For each record that follows, write out an identical copy.

..........

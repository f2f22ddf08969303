//! Dynamic argument lists.
//!
//! `EventHub<A>` is generic over its payload, so most callers pick a
//! concrete type. When listeners need to accept "any arguments", use
//! [`Args`] with a [`DynHub`](crate::DynHub) and build lists with the
//! [`args!`](crate::args!) macro. Conversion to JSON can fail (for
//! example a map with non-string keys), so building a list is fallible.

use serde::de::DeserializeOwned;
use serde::{Deserialize, Serialize};
use serde_json::Value;

/// Ordered list of loosely typed arguments passed to listeners
#[derive(Debug, Clone, Default, PartialEq, Serialize, Deserialize)]
#[serde(transparent)]
pub struct Args(Vec<Value>);

impl Args {
    /// An empty argument list
    pub fn new() -> Self {
        Self::default()
    }

    /// Number of arguments
    pub fn len(&self) -> usize {
        self.0.len()
    }

    /// Whether the list holds no arguments
    pub fn is_empty(&self) -> bool {
        self.0.is_empty()
    }

    /// Raw value at `index`
    pub fn raw(&self, index: usize) -> Option<&Value> {
        self.0.get(index)
    }

    /// Argument at `index` converted to `T`
    ///
    /// Returns None when the index is out of range or the value does not
    /// deserialize as `T`.
    pub fn get<T: DeserializeOwned>(&self, index: usize) -> Option<T> {
        self.raw(index)
            .and_then(|value| serde_json::from_value(value.clone()).ok())
    }

    /// Append an argument
    pub fn push(&mut self, value: impl Into<Value>) {
        self.0.push(value.into());
    }

    /// Serialize `value` and append it
    pub fn try_push<T: Serialize + ?Sized>(&mut self, value: &T) -> serde_json::Result<()> {
        self.0.push(to_arg(value)?);
        Ok(())
    }

    /// Collect already converted values, stopping at the first failure
    pub fn try_collect<I>(values: I) -> serde_json::Result<Self>
    where
        I: IntoIterator<Item = serde_json::Result<Value>>,
    {
        values.into_iter().collect::<serde_json::Result<Vec<_>>>().map(Self)
    }

    /// Iterate over the raw values
    pub fn iter(&self) -> std::slice::Iter<'_, Value> {
        self.0.iter()
    }
}

impl From<Vec<Value>> for Args {
    fn from(values: Vec<Value>) -> Self {
        Self(values)
    }
}

impl FromIterator<Value> for Args {
    fn from_iter<I: IntoIterator<Item = Value>>(iter: I) -> Self {
        Self(iter.into_iter().collect())
    }
}

impl<'a> IntoIterator for &'a Args {
    type Item = &'a Value;
    type IntoIter = std::slice::Iter<'a, Value>;

    fn into_iter(self) -> Self::IntoIter {
        self.0.iter()
    }
}

/// Convert one argument to its JSON value
pub fn to_arg<T: Serialize + ?Sized>(value: &T) -> serde_json::Result<Value> {
    serde_json::to_value(value)
}

/// Build an [`Args`] list from serializable expressions
///
/// Evaluates to `serde_json::Result<Args>`; the first argument that cannot
/// be represented as JSON is returned as the error.
///
/// ```rust,ignore
/// hub.emit("AJAX-CALL", &args!["/api/items", 3, true]?)?;
/// ```
#[macro_export]
macro_rules! args {
    () => {
        $crate::Args::try_collect(::std::iter::empty())
    };
    ($($arg:expr),+ $(,)?) => {
        $crate::Args::try_collect([$($crate::args::to_arg(&$arg)),+])
    };
}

..........

=== Output of the task ===
repository f2f22ddf08969303
//! Dynamic argument lists.
//!
//! `EventHub<A>` is generic over its payload, so most callers pick a
//! concrete type. When listeners need to accept "any arguments", use
//! [`Args`] with a [`DynHub`](crate::DynHub) and build lists with the
//! [`args!`](crate::args!) macro. Conversion to JSON can fail (for
//! example a map with non-string keys), so building a list is fallible.

use serde::de::DeserializeOwned;
use serde::{Deserialize, Serialize};
use serde_json::Value;

/// Ordered list of loosely typed arguments passed to listeners
#[derive(Debug, Clone, Default, PartialEq, Serialize, Deserialize)]
#[serde(transparent)]
pub struct Args(Vec<Value>);

impl Args {
    /// An empty argument list
    pub fn new() -> Self {
        Self::default()
    }

    /// Number of arguments
    pub fn len(&self) -> usize {
        self.0.len()
    }

    /// Whether the list holds no arguments
    pub fn is_empty(&self) -> bool {
        self.0.is_empty()
    }

    /// Raw value at `index`
    pub fn raw(&self, index: usize) -> Option<&Value> {
        self.0.get(index)
    }

    /// Argument at `index` converted to `T`
    ///
    /// Returns None when the index is out of range or the value does not
    /// deserialize as `T`.
    pub fn get<T: DeserializeOwned>(&self, index: usize) -> Option<T> {
        self.raw(index)
            .and_then(|value| serde_json::from_value(value.clone()).ok())
    }

    /// Append an argument
    pub fn push(&mut self, value: impl Into<Value>) {
        self.0.push(value.into());
    }

    /// Serialize `value` and append it
    pub fn try_push<T: Serialize + ?Sized>(&mut self, value: &T) -> serde_json::Result<()> {
        self.0.push(to_arg(value)?);
        Ok(())
    }

    /// Collect already converted values, stopping at the first failure
    pub fn try_collect<I>(values: I) -> serde_json::Result<Self>
    where
        I: IntoIterator<Item = serde_json::Result<Value>>,
    {
        values.into_iter().collect::<serde_json::Result<Vec<_>>>().map(Self)
    }

    /// Iterate over the raw values
    pub fn iter(&self) -> std::slice::Iter<'_, Value> {
        self.0.iter()
    }
}

impl From<Vec<Value>> for Args {
    fn from(values: Vec<Value>) -> Self {
        Self(values)
    }
}

impl FromIterator<Value> for Args {
    fn from_iter<I: IntoIterator<Item = Value>>(iter: I) -> Self {
        Self(iter.into_iter().collect())
    }
}

impl<'a> IntoIterator for &'a Args {
    type Item = &'a Value;
    type IntoIter = std::slice::Iter<'a, Value>;

    fn into_iter(self) -> Self::IntoIter {
        self.0.iter()
    }
}

/// Convert one argument to its JSON value
pub fn to_arg<T: Serialize + ?Sized>(value: &T) -> serde_json::Result<Value> {
    serde_json::to_value(value)
}

/// Build an [`Args`] list from serializable expressions
///
/// Evaluates to `serde_json::Result<Args>`; the first argument that cannot
/// be represented as JSON is returned as the error.
///
/// ```rust,ignore
/// hub.emit("AJAX-CALL", &args!["/api/items", 3, true]?)?;
/// ```
#[macro_export]
macro_rules! args {
    () => {
        $crate::Args::try_collect(::std::iter::empty())
    };
    ($($arg:expr),+ $(,)?) => {
        $crate::Args::try_collect([$($crate::args::to_arg(&$arg)),+])
    };
}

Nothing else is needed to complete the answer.